Если восприятие не получит своего разрешения в действии (если не дать свободного хода возникающей реакции), то и само восприятие затормозится, угаснет. Если же действие не будет подкрепляться восприятием, постоянно, вновь и вновь возвращаясь к нему, питаясь им, то такое действие перестанет быть естественной реакцией, а превратится лишь в бледный отголосок далекого, давно угасшего восприятия и будет все дальше и дальше уходить от живой, полнокровной правды, становясь искусственным, нарочитым, фальшивым.
Практическое преимущество действия, и особенно физического действия, разве только в том, что оно легче и надежнее способно пробудить ощутительное восприятие, а за ним и физиологичность.
Пренебрегать этим преимуществом, конечно, не следует. Только не надо делать выводы, что в творчестве актера главное — активное действие и вообще активность.
Требование активности возникло в режиссуре как способ борьбы с инертностью актера. Рассеянный и вялый актер, не считающийся ни с какими обстоятельствами роли, под влиянием требования «будьте активнее» — просыпался, подтягивался. От этого начинал лучше видеть, воспринимать, пробуждалась его творческая жизнь. Отсюда делались выводы: на сцене нужно быть активным, надо иметь задачу, надо действовать и пр. и пр. Активность стала своего рода принципом.
А это повело к тому, что истоки творчества стали искать совсем не там, где они есть на самом деле. Требование активности часто воспринималось актером, как требование нажима, подталкивания. Стремясь к активности, он только более грубо и прямолинейно проводил выполнение своих «задач» и «действий» и совсем закрывал для себя главное: живое восприятие. А значит, и живую реакцию: ведь между восприятием и реакцией существует полное гармоническое единство.
Станиславский всегда утверждал, что одна из главных задач, преследуемых «системой», заключается в естественном возбуждении творчества органической природы с ее подсознанием.

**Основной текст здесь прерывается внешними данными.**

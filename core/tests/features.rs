//! Rolling-window features: exact trailing statistics, shrinking
//! windows at run starts, no leakage across runs, malformed tables.

use enginehealth_core::{
    error::TelemetryError,
    fault::Regime,
    features::{extract_features, feature_index, feature_names, mean_std, Statistic, DEFAULT_WINDOW},
    run::RunGenerator,
    table::TelemetryTable,
    types::Channel,
};
use std::collections::BTreeMap;

/// Two short runs. Every channel carries `offset + row` so values are
/// easy to reason about; run "b" starts at 100.
fn two_run_table() -> TelemetryTable {
    let mut run_ids = Vec::new();
    let mut time = Vec::new();
    let mut values = Vec::new();
    for (id, len, offset) in [("a", 5usize, 0.0), ("b", 4usize, 100.0)] {
        for k in 0..len {
            run_ids.push(id.to_string());
            time.push(k as f64);
            values.push(offset + k as f64);
        }
    }
    let columns: BTreeMap<Channel, Vec<f64>> = Channel::ALL.into_iter().map(|c| (c, values.clone())).collect();
    TelemetryTable {
        run_ids,
        time,
        columns,
        labels: Some(vec![Regime::Normal; 5].into_iter().chain(vec![Regime::TempRise; 4]).collect()),
    }
}

fn expect_malformed(table: &TelemetryTable) -> (String, usize) {
    match extract_features(table, 3) {
        Err(TelemetryError::MalformedInputTable { run_id, row, .. }) => (run_id, row),
        other => panic!("expected MalformedInputTable, got {other:?}"),
    }
}

#[test]
fn names_follow_channel_order() {
    let names = feature_names();
    assert_eq!(names.len(), 14);
    assert_eq!(names[0], "Pc_mean");
    assert_eq!(names[1], "Pc_std");
    assert_eq!(names[13], "thrust_std");
    assert_eq!(names[feature_index(Channel::Vibration, Statistic::Std)], "Vib_std");
}

#[test]
fn one_row_per_input_row() {
    let table = two_run_table();
    let features = extract_features(&table, 3).unwrap();
    assert_eq!(features.len(), 9);
    assert_eq!(features.run_ids, table.run_ids);
    assert_eq!(features.time, table.time);
    assert_eq!(features.labels, table.labels);
}

#[test]
fn window_shrinks_at_run_start() {
    let features = extract_features(&two_run_table(), 3).unwrap();
    let c = Channel::ChamberPressure;

    // First row: its own value, std 0.
    assert_eq!(features.value(0, c, Statistic::Mean), 0.0);
    assert_eq!(features.value(0, c, Statistic::Std), 0.0);
    // Second row: mean of {0, 1}, sample std sqrt(0.5).
    assert_eq!(features.value(1, c, Statistic::Mean), 0.5);
    assert!((features.value(1, c, Statistic::Std) - 0.5f64.sqrt()).abs() < 1e-12);
    // Full window from k = 2: {2, 3, 4} at row 4.
    assert_eq!(features.value(4, c, Statistic::Mean), 3.0);
    assert!((features.value(4, c, Statistic::Std) - 1.0).abs() < 1e-12);
}

#[test]
fn windows_never_cross_run_boundaries() {
    let features = extract_features(&two_run_table(), 3).unwrap();
    let c = Channel::BearingTemp;
    // Row 5 is the first row of run "b".
    assert_eq!(features.value(5, c, Statistic::Mean), 100.0);
    assert_eq!(features.value(5, c, Statistic::Std), 0.0);
    assert_eq!(features.value(6, c, Statistic::Mean), 100.5);
}

#[test]
fn trailing_mean_is_exact_on_generated_runs() {
    let runs = RunGenerator::new(42, 300.0, 1.0).unwrap().generate_runs(Regime::FuelLeak, 2).unwrap();
    let table = TelemetryTable::from_runs(&runs);
    let features = extract_features(&table, DEFAULT_WINDOW).unwrap();
    let w = DEFAULT_WINDOW;

    for (r, run) in runs.iter().enumerate() {
        let values = run.channel(Channel::FuelFlow);
        for k in w - 1..values.len() {
            let slice = &values[k + 1 - w..=k];
            let expected = slice.iter().sum::<f64>() / w as f64;
            let got = features.value(r * 300 + k, Channel::FuelFlow, Statistic::Mean);
            assert!((got - expected).abs() <= 1e-12 * expected.abs(), "run {r} k {k}: {got} vs {expected}");

            let (_, std) = mean_std(slice);
            assert_eq!(features.value(r * 300 + k, Channel::FuelFlow, Statistic::Std), std);
        }
    }
}

#[test]
fn window_of_one_reproduces_the_signal() {
    let table = two_run_table();
    let features = extract_features(&table, 1).unwrap();
    for i in 0..table.len() {
        assert_eq!(features.value(i, Channel::Thrust, Statistic::Mean), table.columns[&Channel::Thrust][i]);
        assert_eq!(features.value(i, Channel::Thrust, Statistic::Std), 0.0);
    }
}

#[test]
fn zero_window_is_invalid() {
    match extract_features(&two_run_table(), 0) {
        Err(TelemetryError::InvalidParameter { name, .. }) => assert_eq!(name, "window"),
        other => panic!("expected InvalidParameter, got {other:?}"),
    }
}

#[test]
fn sample_std_uses_one_degree_of_freedom() {
    let (mean, std) = mean_std(&[2.0, 4.0, 4.0, 4.0, 5.0, 5.0, 7.0, 9.0]);
    assert_eq!(mean, 5.0);
    assert!((std - (32.0f64 / 7.0).sqrt()).abs() < 1e-12);
    assert_eq!(mean_std(&[3.5]), (3.5, 0.0));
}

#[test]
fn missing_channel_is_malformed() {
    let mut table = two_run_table();
    table.columns.remove(&Channel::InletTemp);
    let (run_id, row) = expect_malformed(&table);
    assert_eq!(run_id, "a");
    assert_eq!(row, 0);
}

#[test]
fn timestamp_gap_is_reported_with_row() {
    let mut table = two_run_table();
    table.time[7] = 3.0; // run "b" rows: 0, 1, 3, 3
    let (run_id, row) = expect_malformed(&table);
    assert_eq!(run_id, "b");
    assert_eq!(row, 7);
}

#[test]
fn run_not_starting_at_zero_is_malformed() {
    let mut table = two_run_table();
    for t in &mut table.time[5..] {
        *t += 1.0;
    }
    assert_eq!(expect_malformed(&table), ("b".to_string(), 5));
}

#[test]
fn interleaved_runs_are_malformed() {
    let mut table = two_run_table();
    table.run_ids[8] = "a".to_string();
    let (run_id, row) = expect_malformed(&table);
    assert_eq!(run_id, "a");
    assert_eq!(row, 8);
}

#[test]
fn non_finite_value_is_malformed() {
    let mut table = two_run_table();
    table.columns.get_mut(&Channel::Vibration).unwrap()[2] = f64::NAN;
    assert_eq!(expect_malformed(&table), ("a".to_string(), 2));
}

#[test]
fn label_change_inside_run_is_malformed() {
    let mut table = two_run_table();
    table.labels.as_mut().unwrap()[3] = Regime::FuelLeak;
    assert_eq!(expect_malformed(&table), ("a".to_string(), 3));
}

#[test]
fn unlabeled_tables_are_accepted() {
    let mut table = two_run_table();
    table.labels = None;
    let features = extract_features(&table, 3).unwrap();
    assert!(features.labels.is_none());
}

Так он и поступал на практике: давал задачу или действие, но тут же подсказывал и обстоятельства, то есть начинал с формальной активности, а следом за этим наводил на восприятие. И теперь, когда обстоятельства начинали действовать на актера (он их до сих пор совсем и не замечал),— возникало верное поведение.
Но если актер воспитан на том, чтобы прежде всего быть «активным», «действовать», «выполнять задачу»,— он очень скоро уходит от верного самочувствия и переходит на свой обычный способ поведения на сцене, когда восприятие привычно заторможено и все проявления возникают не как естественная реакция, а только потому, что так надо, так решено, так задумано.